Powered by Unreal Engine 5 this game is "inspired by the epic cliffhanger from Half-Life 2: Episode Two, Project Borealis represents a fan-made effort to realize a cohesive story conclusion to the episodic series. This prologue chapter invites players back into the HEV suit of Gordon Freeman, offering a glimpse into the next chapter of his journey".

There's no Linux version, so you'll need Proton to try it out. Although, you will need to swap it to Proton Experimental, as the current main Proton 9.0-3 results in this error:

It loads up fine with Proton Experimental. See more in my Proton beginner's guide if you're confused.

The developer said they are already planning plenty of updates to fix up various bugs and performance issues. If you can't even launch it, you might be able to with the "-vulkan" launch command on the game (right click -> properties) but the developers noted it's not directly supported on that mode.
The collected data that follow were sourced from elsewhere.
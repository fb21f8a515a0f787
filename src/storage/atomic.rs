//! Crash-safe file writes.
//!
//! State files are replaced by writing a sibling temp file, syncing it and
//! renaming it over the target. Objects are content-addressed, so they are
//! only ever created: the rename refuses to clobber an existing object.

use std::io::{self, Write};
use std::path::Path;

use tempfile::NamedTempFile;

fn staged_temp(path: &Path, bytes: &[u8]) -> io::Result<NamedTempFile> {
    let dir = path.parent().unwrap_or_else(|| Path::new("."));
    let mut temp = NamedTempFile::new_in(dir)?;
    temp.write_all(bytes)?;
    temp.as_file().sync_all()?;
    Ok(temp)
}

/// replace `path` with `bytes` atomically
pub(crate) fn write_atomic(path: &Path, bytes: &[u8]) -> io::Result<()> {
    let temp = staged_temp(path, bytes)?;
    temp.persist(path).map_err(|e| e.error)?;
    Ok(())
}

/// create `path` with `bytes` unless it already exists
///
/// returns `true` if this call created the file
pub(crate) fn write_if_absent(path: &Path, bytes: &[u8]) -> io::Result<bool> {
    if path.exists() {
        return Ok(false);
    }
    let temp = staged_temp(path, bytes)?;
    match temp.persist_noclobber(path) {
        Ok(_) => Ok(true),
        Err(e) if e.error.kind() == io::ErrorKind::AlreadyExists => Ok(false),
        Err(e) => Err(e.error),
    }
}
impl CommitGraph {
    pub fn new(dir: impl Into<PathBuf>) -> Self {
        Self { dir: dir.into() }
    }

    pub fn dir(&self) -> &Path {
        &self.dir
    }

    fn path_of(&self, id: CommitId) -> PathBuf {
        self.dir.join(id.to_hex())
    }

    /// store a commit under its content-derived id
    pub fn append(&self, commit: &Commit) -> StorageResult<CommitId> {
        let bytes = commit.encode()?;
        let id = CommitId::new(ObjectId::digest(&bytes));
        if atomic::write_if_absent(&self.path_of(id), &bytes)? {
            tracing::debug!(commit = %id, parents = commit.parent_ids.len(), "stored commit");
        }
        Ok(id)
    }

    /// get a commit by its full id
    pub fn get(&self, id: CommitId) -> StorageResult<Commit> {
        let path = self.path_of(id);
        let bytes = fs::read(&path).map_err(|e| match e.kind() {
            io::ErrorKind::NotFound => StorageError::CommitNotFound(id.to_hex()),
            _ => StorageError::Io(e),
        })?;
        serde_json::from_slice(&bytes).map_err(|e| StorageError::corrupted(path, e))
    }

    pub fn info(&self, id: CommitId) -> StorageResult<CommitInfo> {
        Ok(CommitInfo {
            id,
            commit: self.get(id)?,
        })
    }

    pub fn contains(&self, id: CommitId) -> bool {
        self.path_of(id).is_file()
    }

    /// every stored commit id, sorted
    pub fn ids(&self) -> StorageResult<Vec<CommitId>> {
        let mut ids = Vec::new();
        for entry in fs::read_dir(&self.dir)? {
            let entry = entry?;
            let name = entry.file_name();
            // temp files from an interrupted write are not commits
            if let Some(id) = name.to_str().and_then(|n| CommitId::from_hex(n).ok()) {
                ids.push(id);
            }
        }
        ids.sort();
        Ok(ids)
    }

    /// every stored commit, sorted by id
    pub fn all(&self) -> StorageResult<Vec<CommitInfo>> {
        self.ids()?.into_iter().map(|id| self.info(id)).collect()
    }

    /// resolve a full id or a unique id prefix
    pub fn resolve(&self, text: &str) -> StorageResult<CommitId> {
        let prefix = text.trim().to_ascii_lowercase();
        if prefix.is_empty() || !prefix.bytes().all(|b| b.is_ascii_hexdigit()) {
            return Err(StorageError::CommitNotFound(text.to_string()));
        }

        if let Ok(id) = CommitId::from_hex(&prefix) {
            return if self.contains(id) {
                Ok(id)
            } else {
                Err(StorageError::CommitNotFound(text.to_string()))
            };
        }

        let mut matches = self
            .ids()?
            .into_iter()
            .filter(|id| id.to_hex().starts_with(&prefix));

        match (matches.next(), matches.next()) {
            (Some(id), None) => Ok(id),
            (None, _) => Err(StorageError::CommitNotFound(text.to_string())),
            (Some(_), Some(_)) => Err(StorageError::AmbiguousCommitId(text.to_string())),
        }
    }

    /// ids of every commit whose message is exactly `message`
    pub fn find_by_message(&self, message: &str) -> StorageResult<Vec<CommitId>> {
        let mut found = Vec::new();
        for info in self.all()? {
            if info.commit.message == message {
                found.push(info.id);
            }
        }
        Ok(found)
    }

    /// breadth-first walk over every ancestor of `start`, including `start`
    pub fn ancestors(&self, start: CommitId) -> Ancestors<'_> {
        Ancestors::new(self, start)
    }

    /// find the lowest common ancestor of two commits
    ///
    /// the common ancestors are those reachable from both tips over every
    /// parent; the lowest are the ones no other common ancestor descends
    /// from. ties go to the one `a` reaches first, so a tip that is an
    /// ancestor of the other always wins
    pub fn lowest_common_ancestor(&self, a: CommitId, b: CommitId) -> StorageResult<CommitId> {
        if a == b {
            return Ok(a);
        }

        let from_b = self
            .ancestors(b)
            .map(|info| info.map(|info| info.id))
            .collect::<StorageResult<HashSet<_>>>()?;
        let mut common = Vec::new();
        for info in self.ancestors(a) {
            let id = info?.id;
            if from_b.contains(&id) {
                common.push(id);
            }
        }

        let below = self.proper_ancestors(&common)?;
        let lowest = common.into_iter().find(|id| !below.contains(id));
        tracing::trace!(a = %a, b = %b, lowest = ?lowest, "common ancestor search");
        lowest.ok_or_else(|| StorageError::NoCommonAncestor(a.to_hex(), b.to_hex()))
    }

    /// every commit strictly behind one of `ids`
    fn proper_ancestors(&self, ids: &[CommitId]) -> StorageResult<HashSet<CommitId>> {
        let mut seen = HashSet::new();
        let mut queue: VecDeque<CommitId> = ids.iter().copied().collect();
        while let Some(id) = queue.pop_front() {
            for parent in self.get(id)?.parent_ids {
                if seen.insert(parent) {
                    queue.push_back(parent);
                }
            }
        }
        Ok(seen)
    }
}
Performance on my system showed it to not be especially great, but playable enough when changing a few settings down. But even on Medium overall settings it struggled to stay at 60FPS with my Ryzen 5800x / Radeon 6800 XT.

Don't expect something big (yet) from it, the demo is incredibly short. I managed to finish it including the credits rolling in only about 15 minutes. Incredibly exciting though, they've clearly put a huge amount of effort into this and it really does look and feel the part.

Although we might not be getting Half-Life 3 exactly, Valve do appear to be working on something Half-Life related as we saw from a previous leak.

Project Borealis: Prologue

Official links and where to buy from:

Article taken from GamingOnLinux.com.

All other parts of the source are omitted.